- _Activity_: Return, from the listing that follows, each line containing the word "Errors".
──────── Excerpted data
use assert_matches::assert_matches;
use wiremock::matchers::{body_json, header, method, path};
use wiremock::{Mock, MockServer, ResponseTemplate};

use appointment_cell::services::sync::{SesamiSyncClient, SyncAction, SyncError};
use shared_utils::test_utils::TestConfig;

#[tokio::test]
async fn notify_posts_the_booking_change() {
    let mock_server = MockServer::start().await;

    Mock::given(method("POST"))
        .and(path("/v1/bookings/sync"))
        .and(header("authorization", "Bearer test-api-key"))
        .and(body_json(serde_json::json!({
            "booking_id": "bk_42",
            "action": "update"
        })))
        .respond_with(ResponseTemplate::new(200))
        .expect(1)
        .mount(&mock_server)
        .await;

    let config = TestConfig::default()
        .with_sesami_api(&format!("{}/v1/bookings/sync", mock_server.uri()), "test-api-key")
        .to_app_config();

    let client = SesamiSyncClient::new(&config);
    client.notify("bk_42", SyncAction::Update).await.unwrap();
}

#[tokio::test]
async fn notify_reports_server_failures() {
    let mock_server = MockServer::start().await;

    Mock::given(method("POST"))
        .respond_with(ResponseTemplate::new(500))
        .mount(&mock_server)
        .await;

    let config = TestConfig::default()
        .with_sesami_api(&mock_server.uri(), "test-api-key")
        .to_app_config();

    let client = SesamiSyncClient::new(&config);
    let err = client.notify("bk_42", SyncAction::Cancel).await.unwrap_err();
    assert_matches!(err, SyncError::HttpStatus(500));
}

#[tokio::test]
async fn notify_is_a_no_op_when_unconfigured() {
    let config = TestConfig::default().to_app_config();
    let client = SesamiSyncClient::new(&config);
    assert!(!client.is_configured());

    // No server anywhere; an unconfigured client must not try to reach one.
    client.notify("bk_42", SyncAction::Update).await.unwrap();
}
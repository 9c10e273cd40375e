use axum::{
    routing::{delete, get, post, put},
    Router,
};

use shared_database::AppState;

use crate::handlers;

pub fn appointment_routes(state: AppState) -> Router {
    Router::new()
        .route("/", get(handlers::list_appointments))
        .route("/", post(handlers::create_appointment))
        .route("/{appointment_id}", get(handlers::get_appointment))
        .route("/{appointment_id}", put(handlers::update_appointment))
        .route("/{appointment_id}", delete(handlers::cancel_appointment))
        .with_state(state)
}
use axum::{
    routing::{delete, get, post, put},
    Router,
};

use shared_database::AppState;

use crate::handlers;

pub fn patient_routes(state: AppState) -> Router {
    Router::new()
        .route("/", get(handlers::list_patients))
        .route("/", post(handlers::create_patient))
        .route("/{patient_id}", get(handlers::get_patient))
        .route("/{patient_id}", put(handlers::update_patient))
        .route("/{patient_id}", delete(handlers::delete_patient))
        .with_state(state)
}
//! Core identifier types for devicemux.
//!
//! This module provides strongly-typed identifiers for attached devices.
//! A device is known to the muxer by a transient numeric [`DeviceId`] and to
//! everything else by its stable [`Udid`].

use serde::{Deserialize, Serialize};
use std::fmt;
use std::str::FromStr;

/// Maximum length of a Kubernetes object name.
const MAX_NAME_LEN: usize = 63;

/// A unique device identifier (UDID).
///
/// UDIDs are either 40 hex characters (older devices) or
/// `XXXXXXXX-XXXXXXXXXXXXXXXX` (newer devices). The original casing is kept
/// because the muxer and lockdown compare UDIDs case-sensitively.
#[derive(Clone, PartialEq, Eq, Hash, PartialOrd, Ord, Serialize, Deserialize)]
#[serde(try_from = "String", into = "String")]
pub struct Udid(String);

impl Udid {
    /// Parse a `Udid` from a string.
    ///
    /// # Errors
    ///
    /// Returns an error if the string is empty, too long to be used as a
    /// cluster resource name, or contains characters other than ASCII
    /// alphanumerics and `-`.
    pub fn new(value: impl Into<String>) -> Result<Self, IdError> {
        let value = value.into();

        if value.is_empty() {
            return Err(IdError::Empty);
        }
        if value.len() > MAX_NAME_LEN {
            return Err(IdError::TooLong {
                max: MAX_NAME_LEN,
                got: value.len(),
            });
        }
        if let Some(c) = value
            .chars()
            .find(|c| !(c.is_ascii_alphanumeric() || *c == '-'))
        {
            return Err(IdError::InvalidCharacter(c));
        }

        Ok(Self(value))
    }

    /// Return the UDID as a string slice.
    #[must_use]
    pub fn as_str(&self) -> &str {
        &self.0
    }

    /// Return the name used for cluster resources representing this device.
    ///
    /// Kubernetes names must be lowercase.
    #[must_use]
    pub fn resource_name(&self) -> String {
        self.0.to_ascii_lowercase()
    }
}

impl fmt::Debug for Udid {
    fn fmt(&self, f: &mut fmt::Formatter<'_>) -> fmt::Result {
        write!(f, "Udid({})", self.0)
    }
}

impl fmt::Display for Udid {
    fn fmt(&self, f: &mut fmt::Formatter<'_>) -> fmt::Result {
        f.write_str(&self.0)
    }
}

impl FromStr for Udid {
    type Err = IdError;

    fn from_str(s: &str) -> Result<Self, Self::Err> {
        Self::new(s)
    }
}

impl TryFrom<String> for Udid {
    type Error = IdError;

    fn try_from(value: String) -> Result<Self, Self::Error> {
        Self::new(value)
    }
}

impl From<Udid> for String {
    fn from(id: Udid) -> Self {
        id.0
    }
}

impl AsRef<str> for Udid {
    fn as_ref(&self) -> &str {
        &self.0
    }
}

/// The muxer-assigned identifier of an attached device.
///
/// Device IDs are only valid while the device stays attached; the muxer
/// assigns a new one after every re-plug.
#[derive(Debug, Clone, Copy, PartialEq, Eq, Hash, PartialOrd, Ord, Serialize, Deserialize)]
#[serde(transparent)]
pub struct DeviceId(u32);

impl DeviceId {
    /// Create a new `DeviceId`.
    #[must_use]
    pub const fn new(id: u32) -> Self {
        Self(id)
    }

    /// Return the numeric value.
    #[must_use]
    pub const fn get(self) -> u32 {
        self.0
    }
}

impl fmt::Display for DeviceId {
    fn fmt(&self, f: &mut fmt::Formatter<'_>) -> fmt::Result {
        write!(f, "{}", self.0)
    }
}

impl From<u32> for DeviceId {
    fn from(id: u32) -> Self {
        Self(id)
    }
}

/// Errors that can occur when parsing identifiers.
#[derive(Debug, Clone, PartialEq, Eq, thiserror::Error)]
pub enum IdError {
    /// The identifier was empty.
    #[error("identifier is empty")]
    Empty,

    /// The identifier is longer than allowed.
    #[error("identifier too long: max {max} characters, got {got}")]
    TooLong {
        /// Maximum allowed length.
        max: usize,
        /// Actual length.
        got: usize,
    },

    /// The identifier contains a character that is not allowed.
    #[error("invalid character in identifier: {0:?}")]
    InvalidCharacter(char),
}

#[cfg(test)]
mod tests {
    use super::*;

    #[test]
    fn udid_accepts_both_formats() {
        assert!(Udid::new("a1b2c3d4e5f60718293a4b5c6d7e8f9012345678").is_ok());
        assert!(Udid::new("00008030-001A35E02E3A802E").is_ok());
    }

    #[test]
    fn udid_rejects_invalid_input() {
        assert_eq!(Udid::new(""), Err(IdError::Empty));
        assert_eq!(
            Udid::new("abc/def"),
            Err(IdError::InvalidCharacter('/'))
        );
        assert!(matches!(
            Udid::new("a".repeat(64)),
            Err(IdError::TooLong { max: 63, got: 64 })
        ));
    }

    #[test]
    fn udid_resource_name_is_lowercase() {
        let udid = Udid::new("00008030-001A35E02E3A802E").unwrap();
        assert_eq!(udid.resource_name(), "00008030-001a35e02e3a802e");
        assert_eq!(udid.as_str(), "00008030-001A35E02E3A802E");
    }

    #[test]
    fn udid_serde_roundtrip() {
        let udid = Udid::new("abc").unwrap();
        let json = serde_json::to_string(&udid).unwrap();
        assert_eq!(json, "\"abc\"");

        let parsed: Udid = serde_json::from_str(&json).unwrap();
        assert_eq!(parsed, udid);

        assert!(serde_json::from_str::<Udid>("\"\"").is_err());
    }

    #[test]
    fn device_id_display() {
        assert_eq!(DeviceId::new(42).to_string(), "42");
        assert_eq!(DeviceId::from(7).get(), 7);
    }
}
────────────────
- _Answer box_:
    /// # Errors
/// Errors that can occur when parsing identifiers.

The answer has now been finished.